Historical society in Azores, Portugal

The Historical Institute of Terceira, or literally the Historical Institute of the Island of Terceira (Instituto Histórico da Ilha Terceira), or IHIT, is a private association and cultural institute and museum, dedicated to the investigation and studying of the islands of the Azores. The institute is headquartered in the classical Convent of São Francisco (Convent of Saint Francis of Assisi) in Angra do Heroísmo.

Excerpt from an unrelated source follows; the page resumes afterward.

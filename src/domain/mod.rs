pub mod entity;
pub mod grid;
pub mod physics;
pub mod tile;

It was established by like-minded individuals in 1942, who founded that institute in order fill a gap in the archipelago's legal charter, the Estatuto dos Distritos Autónomos das ilhas Adjacentes (1940–47). The district services outlined in this document did not include provisions for cultural elaboration and development, but rather promoted economic intervention in agriculture, public works, industry, energy and terrestrial transport, as well as at least one social issue: public health. It was pioneering for the Azores, and would spawn the creation of the Instituto Cultural de Ponta Delgada (Cultural Institute of Ponta Delgada) and, a few years later, the Núcleo Cultural da Horta (Cultural Nucleus of Horta).

==History==
The creation of the institute was led by Luís Ribeiro and José Agostinho, both public educators with vocations in ethnography, history and natural sciences, and who were influenced by the Instituto de Coimbra, as well as other Portuguese and international societies. From this centre, a small academy developed, attracting many members, both locally and by correspondence, in addition to many Portuguese honorary members.

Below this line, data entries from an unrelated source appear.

//! Level definitions and the built-in catalog.
//!
//! A level is pure data (`LevelDef`): dimensions, spawn, platform spans,
//! goal, doors, tutorial steps and branch options. `LevelDef::build()` turns
//! it into fresh runtime pieces every time, so reloading a level id always
//! gives the same geometry.
//!
//! ## Built-in levels
//!
//!   1. Training Grounds: tutorial + door leading to a two-way choice
//!   2. Lava Level
//!   3. Ice Level

use std::collections::BTreeMap;
use std::fmt;

use serde::{Deserialize, Serialize};

use crate::domain::entity::{MoveKey, PlayerState};
use crate::domain::grid::Grid;
use super::choice::LevelChoice;
use super::tutorial::{TutorialGate, TutorialStep};

#[derive(Clone, Copy, PartialEq, Eq, PartialOrd, Ord, Hash, Debug, Serialize, Deserialize)]
#[serde(transparent)]
pub struct LevelId(pub u32);

impl fmt::Display for LevelId {
    fn fmt(&self, f: &mut fmt::Formatter<'_>) -> fmt::Result {
        write!(f, "{}", self.0)
    }
}

/// Horizontal solid span: `length` cells on `row` starting at `start`.
#[derive(Clone, Copy, Debug, PartialEq, Eq)]
pub struct Span {
    pub row: i32,
    pub start: i32,
    pub length: i32,
}

const fn span(row: i32, start: i32, length: i32) -> Span {
    Span { row, start, length }
}

#[derive(Clone, Debug)]
pub struct LevelDef {
    pub id: LevelId,
    pub name: String,
    pub width: i32,
    pub height: i32,
    pub spawn: (i32, i32),
    pub floor: bool,
    pub walls: bool,
    pub platforms: Vec<Span>,
    pub goal: Option<(i32, i32)>,
    pub doors: Vec<(i32, i32)>,
    pub tutorial: Vec<TutorialStep>,
    pub choice: LevelChoice,
}

/// Runtime pieces of a freshly loaded level.
pub struct LoadedLevel {
    pub grid: Grid,
    pub player: PlayerState,
    pub tutorial: TutorialGate,
    pub choice: LevelChoice,
}

impl LevelDef {
    /// Blank level of the given size: no geometry, spawn at the origin.
    pub fn new(id: LevelId, name: impl Into<String>, width: i32, height: i32) -> Self {
        LevelDef {
            id,
            name: name.into(),
            width,
            height,
            spawn: (0, 0),
            floor: false,
            walls: false,
            platforms: vec![],
            goal: None,
            doors: vec![],
            tutorial: vec![],
            choice: LevelChoice::none(),
        }
    }

    pub fn build(&self) -> LoadedLevel {
        let mut grid = Grid::new(self.width, self.height);
        if self.floor {
            grid.add_floor();
        }
        if self.walls {
            grid.add_walls();
        }
        for s in &self.platforms {
            grid.add_platform(s.row, s.start, s.length);
        }
        if let Some((x, y)) = self.goal {
            grid.set_goal(x, y);
        }
        for &(x, y) in &self.doors {
            grid.add_door(x, y);
        }

        LoadedLevel {
            grid,
            player: PlayerState::spawn(self.spawn.0, self.spawn.1),
            tutorial: TutorialGate::new(self.tutorial.clone()),
            choice: self.choice.clone(),
        }
    }
}

// ══════════════════════════════════════════════════════════════
// Catalog
// ══════════════════════════════════════════════════════════════

#[derive(Clone, Debug, Default)]
pub struct LevelCatalog {
    levels: BTreeMap<LevelId, LevelDef>,
}

impl LevelCatalog {
    pub fn new() -> Self {
        LevelCatalog::default()
    }

    /// Add or replace a level.
    pub fn insert(&mut self, def: LevelDef) {
        self.levels.insert(def.id, def);
    }

    pub fn with_level(mut self, def: LevelDef) -> Self {
        self.insert(def);
        self
    }

    pub fn get(&self, id: LevelId) -> Option<&LevelDef> {
        self.levels.get(&id)
    }

    pub fn contains(&self, id: LevelId) -> bool {
        self.levels.contains_key(&id)
    }

    pub fn builtin() -> Self {
        LevelCatalog::new()
            .with_level(training_grounds())
            .with_level(lava_level())
            .with_level(ice_level())
    }
}

// ══════════════════════════════════════════════════════════════
// Built-in levels
// ══════════════════════════════════════════════════════════════

const WIDTH: i32 = 50;
const HEIGHT: i32 = 20;
const SPAWN: (i32, i32) = (5, 15);
const FLOOR_ROW: i32 = 18;

pub const TRAINING_GROUNDS: LevelId = LevelId(1);
pub const LAVA_LEVEL: LevelId = LevelId(2);
pub const ICE_LEVEL: LevelId = LevelId(3);

fn base(id: LevelId, name: &str) -> LevelDef {
    let mut def = LevelDef::new(id, name, WIDTH, HEIGHT);
    def.spawn = SPAWN;
    def.platforms.push(span(FLOOR_ROW, 0, WIDTH));
    def
}

fn training_grounds() -> LevelDef {
    let mut def = base(TRAINING_GROUNDS, "Training Grounds");
    def.platforms.extend([span(14, 10, 10), span(11, 23, 12)]);
    def.goal = Some((45, 17));
    def.doors.push((40, 17));
    def.tutorial = vec![
        TutorialStep::new("Welcome! Press 'right' to move.", MoveKey::Right),
        TutorialStep::new("Great! Now press 'left' to move back.", MoveKey::Left),
        TutorialStep::new("Press 'up' to jump!", MoveKey::Up),
    ];
    def.choice = LevelChoice::new("Choose your path")
        .with_option(1, "Enter the Lava Level", LAVA_LEVEL)
        .with_option(2, "Enter the Ice Level", ICE_LEVEL);
    def
}

fn lava_level() -> LevelDef {
    let mut def = base(LAVA_LEVEL, "Lava Level");
    def.platforms.extend([span(15, 5, 5), span(12, 15, 5), span(9, 25, 5)]);
    def.goal = Some((48, 5));
    def
}

fn ice_level() -> LevelDef {
    let mut def = base(ICE_LEVEL, "Ice Level");
    def.platforms.extend([span(14, 20, 20), span(10, 5, 10)]);
    def.goal = Some((5, 5));
    def
}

In 1985, its constitution was reformulated in order to adapt the association to the new reality, that abandoned the district system in favor of the autonomy model in the Azores.

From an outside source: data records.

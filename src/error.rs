//! Error taxonomy for session command processing and configuration.
//!
//! Every session error is local: the command that produced it had no effect.

use thiserror::Error;

use crate::domain::entity::MoveKey;
use crate::sim::level::LevelId;
use crate::sim::session::SessionStatus;

#[derive(Debug, Clone, PartialEq, Eq, Error)]
pub enum SessionError {
    #[error("unrecognized command `{0}`")]
    InvalidCommand(String),
    #[error("nothing to undo")]
    EmptyHistory,
    #[error("no choice with id {0} in this level")]
    UnknownChoice(u32),
    #[error("level {0} does not exist")]
    UnknownLevel(LevelId),
    #[error("tutorial expects `{}`", .expected.as_str())]
    TutorialGated { expected: MoveKey },
    #[error("replay playback in progress")]
    PlaybackActive,
    #[error("level is not in progress ({0:?})")]
    NotInProgress(SessionStatus),
}

#[derive(Debug, Error)]
pub enum ConfigError {
    #[error("failed to read {path}: {source}")]
    Read {
        path: String,
        #[source]
        source: std::io::Error,
    },
    #[error("failed to parse {path}: {source}")]
    Parse {
        path: String,
        #[source]
        source: toml::de::Error,
    },
    #[error("invalid setting `{key}`: {reason}")]
    Invalid { key: &'static str, reason: String },
}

The institute has promoted several colloquies reflecting important subjects in Azorean society, including: Os Açores e o Atlântico (a conference which began in 1983, and later continued in 1987, 1990 and 1993); Os Impérios do Espírito Santo e a Simbólica do Império (1984); and Uma Reflexão Sobre Portugal (1994). In 1995, a national congress was held on the contributions of Henry the Navigator to Azores history. Recently, the institute has been involved in the protection and valourization of historical buildings and monuments in the Autonomous Region of the Azores. This has included the process to designate the Historic Centre of Angra do Heroísmo as a UNESCO World Heritage site (1981–1983), the diffusion of international texts on the preservation of historical buildings and many collaborative efforts between the Institute and the Regional Secretariat of Education and Culture (Secretaria Regional de Educação e Cultura).

==Publications==
It publishes an annual bulletin that includes fundamental studies of the history, ethnography and documents of cultural interest relative to the Azores. Further, it has been a publisher of larger works that are larger in scope and provide detailed examinations of society in the Azores. These have included: Ilha Terceira: Notas Etnográficas by Frederico Lopes Jr. (1980), Obras by Luís Ribeiro (three volumes, published in 1982), The Image of the Azorean by Mary T. Vermette (1984), Ruas da Cidade e outros escritos by Henrique Bras (1985), Os Açores e o Domínio Filipino by Avelino Freitas de Meneses (two volumes published in 1987), 'Tradições e Festas Populares da Freguesia dos Altares by Inocêncio Enes (1988), Apontamentos para a História dos Açores by Francisco Ferreira Drummond (text and transcription of the manuscript by José Guilherme Reis Leite, 1990).

The most ambitious publication of the institute was Fenix Angrence by Manuel Luís Maldonado, with edition and manuscript transcription by Helder Parreira de Sousa Lima (first volume in 1989, second in 1990 and the third and final volume in 1998).